(BRIEF) Across the entries below, tally every line that holds the string "DrawingSurface" and reply with the number only.

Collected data
-------------------------
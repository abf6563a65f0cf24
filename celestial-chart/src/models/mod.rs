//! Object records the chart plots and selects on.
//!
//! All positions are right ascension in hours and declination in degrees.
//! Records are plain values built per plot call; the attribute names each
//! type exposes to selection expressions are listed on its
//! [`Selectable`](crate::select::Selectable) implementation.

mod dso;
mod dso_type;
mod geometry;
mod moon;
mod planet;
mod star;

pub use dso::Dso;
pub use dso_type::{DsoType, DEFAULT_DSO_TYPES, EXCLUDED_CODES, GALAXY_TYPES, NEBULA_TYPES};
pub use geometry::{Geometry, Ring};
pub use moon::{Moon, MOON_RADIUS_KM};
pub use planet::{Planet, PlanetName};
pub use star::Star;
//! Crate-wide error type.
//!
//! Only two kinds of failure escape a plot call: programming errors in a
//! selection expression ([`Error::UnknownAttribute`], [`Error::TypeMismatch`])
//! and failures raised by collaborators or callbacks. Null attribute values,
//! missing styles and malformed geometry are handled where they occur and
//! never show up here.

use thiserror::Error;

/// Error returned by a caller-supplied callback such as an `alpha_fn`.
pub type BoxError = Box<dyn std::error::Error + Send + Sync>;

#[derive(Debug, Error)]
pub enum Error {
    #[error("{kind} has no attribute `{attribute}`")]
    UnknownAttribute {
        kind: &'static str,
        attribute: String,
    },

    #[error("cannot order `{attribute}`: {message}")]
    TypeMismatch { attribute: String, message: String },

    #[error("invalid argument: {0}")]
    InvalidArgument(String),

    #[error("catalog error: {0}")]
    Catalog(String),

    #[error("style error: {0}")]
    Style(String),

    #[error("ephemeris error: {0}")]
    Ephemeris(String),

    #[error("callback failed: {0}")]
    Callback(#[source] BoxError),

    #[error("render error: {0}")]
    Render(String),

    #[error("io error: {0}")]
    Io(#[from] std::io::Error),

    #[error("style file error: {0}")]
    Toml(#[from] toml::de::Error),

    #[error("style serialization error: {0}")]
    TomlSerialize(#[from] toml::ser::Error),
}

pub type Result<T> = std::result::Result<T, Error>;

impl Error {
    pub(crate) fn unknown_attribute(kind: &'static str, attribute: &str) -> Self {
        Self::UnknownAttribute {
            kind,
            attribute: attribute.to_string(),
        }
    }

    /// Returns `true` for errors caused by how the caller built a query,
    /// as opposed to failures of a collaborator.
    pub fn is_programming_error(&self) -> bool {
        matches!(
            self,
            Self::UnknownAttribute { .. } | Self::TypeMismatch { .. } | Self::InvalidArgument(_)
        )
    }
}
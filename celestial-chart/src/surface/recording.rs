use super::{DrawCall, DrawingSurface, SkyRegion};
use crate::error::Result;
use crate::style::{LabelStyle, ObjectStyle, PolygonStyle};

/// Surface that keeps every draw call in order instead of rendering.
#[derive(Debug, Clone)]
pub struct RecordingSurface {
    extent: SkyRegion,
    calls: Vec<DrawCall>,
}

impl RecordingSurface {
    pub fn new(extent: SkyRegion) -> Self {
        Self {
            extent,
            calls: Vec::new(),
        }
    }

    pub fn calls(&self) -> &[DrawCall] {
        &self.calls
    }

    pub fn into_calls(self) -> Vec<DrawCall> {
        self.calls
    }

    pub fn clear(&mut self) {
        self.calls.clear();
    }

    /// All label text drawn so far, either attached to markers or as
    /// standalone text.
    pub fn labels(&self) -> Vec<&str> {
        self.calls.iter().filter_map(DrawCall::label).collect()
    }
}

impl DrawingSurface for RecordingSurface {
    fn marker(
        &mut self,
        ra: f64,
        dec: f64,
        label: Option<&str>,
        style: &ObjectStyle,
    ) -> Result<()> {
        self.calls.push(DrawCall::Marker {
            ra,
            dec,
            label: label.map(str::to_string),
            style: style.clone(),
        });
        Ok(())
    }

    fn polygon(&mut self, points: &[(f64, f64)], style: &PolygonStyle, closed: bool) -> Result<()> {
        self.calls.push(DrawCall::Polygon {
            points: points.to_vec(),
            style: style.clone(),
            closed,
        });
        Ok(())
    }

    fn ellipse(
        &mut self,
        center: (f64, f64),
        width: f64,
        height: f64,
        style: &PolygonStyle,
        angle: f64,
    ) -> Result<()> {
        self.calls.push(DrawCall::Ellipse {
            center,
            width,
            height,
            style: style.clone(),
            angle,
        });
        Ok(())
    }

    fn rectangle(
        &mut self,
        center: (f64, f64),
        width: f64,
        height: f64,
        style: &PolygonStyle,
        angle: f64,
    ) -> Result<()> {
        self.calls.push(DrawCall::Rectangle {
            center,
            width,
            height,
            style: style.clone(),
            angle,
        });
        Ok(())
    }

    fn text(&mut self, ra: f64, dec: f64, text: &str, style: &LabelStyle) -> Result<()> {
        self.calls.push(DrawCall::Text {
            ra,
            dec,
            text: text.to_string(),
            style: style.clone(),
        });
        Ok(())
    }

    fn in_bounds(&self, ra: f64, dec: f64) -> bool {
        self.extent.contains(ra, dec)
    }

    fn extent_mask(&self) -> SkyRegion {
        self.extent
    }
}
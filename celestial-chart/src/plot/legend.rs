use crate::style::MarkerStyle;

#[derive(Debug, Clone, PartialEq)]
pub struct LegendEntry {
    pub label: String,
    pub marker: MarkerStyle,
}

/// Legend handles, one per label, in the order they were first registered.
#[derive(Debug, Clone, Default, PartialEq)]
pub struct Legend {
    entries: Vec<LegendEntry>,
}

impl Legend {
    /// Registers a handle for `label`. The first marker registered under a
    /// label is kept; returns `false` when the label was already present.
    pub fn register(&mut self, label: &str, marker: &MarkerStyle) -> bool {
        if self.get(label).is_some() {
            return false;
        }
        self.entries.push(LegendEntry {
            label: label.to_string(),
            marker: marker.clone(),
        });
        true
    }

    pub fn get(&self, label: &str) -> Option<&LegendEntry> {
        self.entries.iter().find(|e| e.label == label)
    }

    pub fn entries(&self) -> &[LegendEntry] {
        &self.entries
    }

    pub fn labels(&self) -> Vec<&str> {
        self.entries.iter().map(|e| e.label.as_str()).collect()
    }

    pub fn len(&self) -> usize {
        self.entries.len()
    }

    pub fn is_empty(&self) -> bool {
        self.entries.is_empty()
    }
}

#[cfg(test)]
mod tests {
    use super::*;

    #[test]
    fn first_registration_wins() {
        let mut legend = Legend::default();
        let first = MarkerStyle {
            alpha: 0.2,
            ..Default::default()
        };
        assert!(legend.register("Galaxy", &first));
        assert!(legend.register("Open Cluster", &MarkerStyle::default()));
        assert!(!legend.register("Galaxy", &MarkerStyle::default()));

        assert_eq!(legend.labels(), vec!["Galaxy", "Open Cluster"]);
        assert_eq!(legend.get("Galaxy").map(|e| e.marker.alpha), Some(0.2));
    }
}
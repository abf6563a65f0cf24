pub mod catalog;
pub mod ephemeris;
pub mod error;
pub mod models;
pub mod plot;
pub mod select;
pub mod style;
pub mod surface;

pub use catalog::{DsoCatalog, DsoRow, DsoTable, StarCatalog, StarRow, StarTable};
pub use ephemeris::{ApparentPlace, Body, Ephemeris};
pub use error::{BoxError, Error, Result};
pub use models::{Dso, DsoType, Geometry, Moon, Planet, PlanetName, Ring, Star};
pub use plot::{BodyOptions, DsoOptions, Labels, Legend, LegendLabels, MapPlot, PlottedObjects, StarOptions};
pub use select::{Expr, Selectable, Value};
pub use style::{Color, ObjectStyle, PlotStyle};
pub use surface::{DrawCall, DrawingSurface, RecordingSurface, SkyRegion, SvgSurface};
-------------------------
(SOLVED EXERCISE) 3